I’m no psychic but I can lay claim I can also predict—by my simple analysis—of what’s in store for the Philippine entertainment industry in 2021.
Although there are a lot of good things happening around like the reactivation of many productions—television, film, music, stage, online—no matter the adherence to health protocols like wearing masks, face shields, maintaining physical or social distancing and applying sanitizers or disinfectants to mitigate the spread of the deadly COVID-19 and the new strains and variants this virus has mutated, the prevalence of fear among filmgoers to watch movies in cinemas has been wreaking havoc in the local movie industry.

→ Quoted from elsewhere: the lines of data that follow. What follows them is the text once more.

//! Append-only event log kept as one text file per calendar day
//!
//! ## Layout
//!
//! ```text
//! <log_dir>/log_2024-01-01.log
//! <log_dir>/log_2024-01-02.log
//! ```
//!
//! Each line is `[<YYYY-MM-DD HH:MM:SS>] <message>`. The files are the only
//! history the watchdog keeps; the summary re-reads them on every run.
//!
//! ## Retention
//!
//! `prune` removes daily files whose last modification is older than the
//! retention window. It runs once per cycle, before anything is written.

pub mod event;

use std::fs::{self, OpenOptions};
use std::io::Write;
use std::path::PathBuf;
use std::sync::Arc;
use std::time::{Duration, SystemTime};

use chrono::{NaiveDate, NaiveDateTime};
use tracing::{debug, error, info, instrument, warn};

use crate::clock::Clock;
use crate::error::EventLogResult;

pub use event::{Entry, EventStatus, LogEvent, Tally};

const FILE_PREFIX: &str = "log_";
const FILE_SUFFIX: &str = ".log";

const SECONDS_PER_DAY: u64 = 86_400;

/// Handle to the directory of daily log files.
///
/// Cloning is cheap; all clones write to the same directory.
#[derive(Clone)]
pub struct EventLog {
    dir: PathBuf,
    clock: Arc<dyn Clock>,
}

impl std::fmt::Debug for EventLog {
    fn fmt(&self, f: &mut std::fmt::Formatter<'_>) -> std::fmt::Result {
        f.debug_struct("EventLog").field("dir", &self.dir).finish()
    }
}

impl EventLog {
    pub fn new(dir: impl Into<PathBuf>, clock: Arc<dyn Clock>) -> Self {
        Self {
            dir: dir.into(),
            clock,
        }
    }

    pub fn clock(&self) -> &Arc<dyn Clock> {
        &self.clock
    }

    /// Path of the file holding the given day's lines.
    pub fn file_for(&self, date: NaiveDate) -> PathBuf {
        self.dir
            .join(format!("{FILE_PREFIX}{}{FILE_SUFFIX}", date.format("%Y-%m-%d")))
    }

    /// Append a message stamped with the current time.
    pub fn append(&self, message: &str) -> EventLogResult<()> {
        self.append_at(self.clock.now(), message)
    }

    /// Append a message stamped with `timestamp`, into that day's file.
    pub fn append_at(&self, timestamp: NaiveDateTime, message: &str) -> EventLogResult<()> {
        fs::create_dir_all(&self.dir)?;

        let line = event::render_line(timestamp, message);
        let mut file = OpenOptions::new()
            .create(true)
            .append(true)
            .open(self.file_for(timestamp.date()))?;
        writeln!(file, "{line}")?;

        info!("{line}");
        Ok(())
    }

    /// Record an entry, logging instead of failing when the file is not
    /// writable.
    pub fn record(&self, entry: &Entry) {
        if let Err(e) = self.append(&entry.to_string()) {
            error!("could not write event log entry ({entry:?}): {e}");
        }
    }

    /// All daily files currently present, oldest date first.
    pub fn files(&self) -> EventLogResult<Vec<PathBuf>> {
        let entries = match fs::read_dir(&self.dir) {
            Ok(entries) => entries,
            Err(e) if e.kind() == std::io::ErrorKind::NotFound => return Ok(vec![]),
            Err(e) => return Err(e.into()),
        };

        let mut files = vec![];
        for entry in entries {
            let path = entry?.path();
            let is_log = path
                .file_name()
                .and_then(|name| name.to_str())
                .is_some_and(|name| name.starts_with(FILE_PREFIX) && name.ends_with(FILE_SUFFIX));
            if is_log && path.is_file() {
                files.push(path);
            }
        }

        // names embed the date, so lexical order is chronological
        files.sort();
        Ok(files)
    }

    /// Delete daily files last modified more than `max_age_days` ago.
    ///
    /// A file that cannot be inspected or removed is skipped; the rest are
    /// still pruned. Returns the removed paths.
    #[instrument(skip(self))]
    pub fn prune(&self, max_age_days: u32) -> EventLogResult<Vec<PathBuf>> {
        let max_age = Duration::from_secs(u64::from(max_age_days) * SECONDS_PER_DAY);
        Ok(self.prune_files(self.files()?, max_age))
    }

    fn prune_files(&self, paths: Vec<PathBuf>, max_age: Duration) -> Vec<PathBuf> {
        let now = SystemTime::now();

        let mut removed = vec![];
        for path in paths {
            let modified = match fs::metadata(&path).and_then(|meta| meta.modified()) {
                Ok(modified) => modified,
                Err(e) => {
                    warn!("cannot read age of {}: {e}", path.display());
                    continue;
                }
            };
            // a modification time in the future is never stale
            let Ok(age) = now.duration_since(modified) else {
                continue;
            };
            if age <= max_age {
                continue;
            }

            if let Err(e) = fs::remove_file(&path) {
                warn!("cannot remove {}: {e}", path.display());
                continue;
            }
            debug!("removed {} (age {}s)", path.display(), age.as_secs());
            self.record(&Entry::LogPruned {
                file: path.display().to_string(),
            });
            removed.push(path);
        }

        removed
    }

    /// Parse every line of every daily file and keep those stamped within
    /// `[start, end]`, in file then line order. Unparsable lines are skipped.
    pub fn read_window(
        &self,
        start: NaiveDateTime,
        end: NaiveDateTime,
    ) -> EventLogResult<Vec<LogEvent>> {
        let mut events = vec![];
        let mut skipped = 0usize;

        for path in self.files()? {
            let bytes = fs::read(&path)?;
            let content = String::from_utf8_lossy(&bytes);

            for line in content.lines() {
                match LogEvent::parse(line) {
                    Some(event) if event.timestamp >= start && event.timestamp <= end => {
                        events.push(event)
                    }
                    Some(_) => {}
                    None => skipped += 1,
                }
            }
        }

        if skipped > 0 {
            warn!("skipped {skipped} unparsable log lines");
        }

        Ok(events)
    }
}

That would still be a major concern in the coming days or months or even years (hope not) even if vaccines would be available. How many among Filipinos could the vaccine be inoculated if there’s only a limited supply of them and what kind of system could be applied so that priority recipients or any Juan or Juan wannabe could avail of?
The dismal box-office results of the 2020 Metro Manila Film Festival which ran for almost three weeks only made a small millions compared to the 2019 MMFF receipts at the tills which was almost a billion and the more generative income of the 2018 MMFF which had achieved more than a billion-peso mark in the same screening days. The 46th MMFF, reportedly, took home P11M on the third day of showing. Granting that in the more or less three week-screening, it got a total gross of P200-300M, it was still way below the conservative estimate or realistic expectation of people in the know.
To begin with, the online screening is still a new medium for a majority of moviegoers especially the adults who don’t necessarily subscribe to digital screening. But it can be the future but it would still take time to unlearn a lot of traditional things in movie watching. Many film producers and investors are still apprehensive of the ROI if streaming live would be the venue of movies. The box-office returns of the 2020 MMFF were something to ponder on.
To corroborate this assumption, was Viva Entertainment wise enough to withdraw the “Praybeyt Benjamin” franchise which Vice Ganda would again star in last year’s race? But what if the pandemic stretches beyond 2021 and the company would still hold the shooting or the showing of the Vice project, what of it? Well and good if the factory hasn’t shell out a single centavo to roll out its production which saved them from loss.
There are upsides to these messes, though. 2020 MMFF has given the public a new sensation in the person of upstart Charlie Dizon who portrayed the fan gaga over her idol (played by Paulo Avelino) who turned out to be a hero of a monster.
Meanwhile, TV dramas have jumpstarted their tapings with strict compliances to health standards. GMA Network has resumed most of its deferred teleseryes and still came up with new titles. Other networks have also fielded in their drama works. Even if ABS-CBN was denied to a renewed franchise, it has been going on in its multiple productions.
It’s because small screen watching has generally no restrictions especially if done in the four walls of the home. Still, strictly speaking, health guidance should still be in place but knowing the proclivities of Filipinos on filial bonding, protocols can still be taken aside.
Music recording has also been open after the lifting of lockdowns but there are innovative and creative musicians who would record their pieces online and distribute them naturally in cyber as well which could be heard and seen on digital gadgets.
Meanwhile, many stage productions are still on hold. The Cultural Center of the Philippines (CCP) for one, according to its Chairman of the Board Margie Moran, isn’t sure of opening its public appearances in 2021. What these theater (including musicals, concerts, plays etc.) productions could do is to still go online which was done by Tanghalang Pilipino (TP) in Nora Aunor’s “Lola Doc” and readings while acting before Zoom cameras for the excerpts of “VirginLabfest” supposed entries.
The pandemic has been ruining the cultural activities of the land and artists should still brace themselves up for more challenging scenes—real and reel—ahead.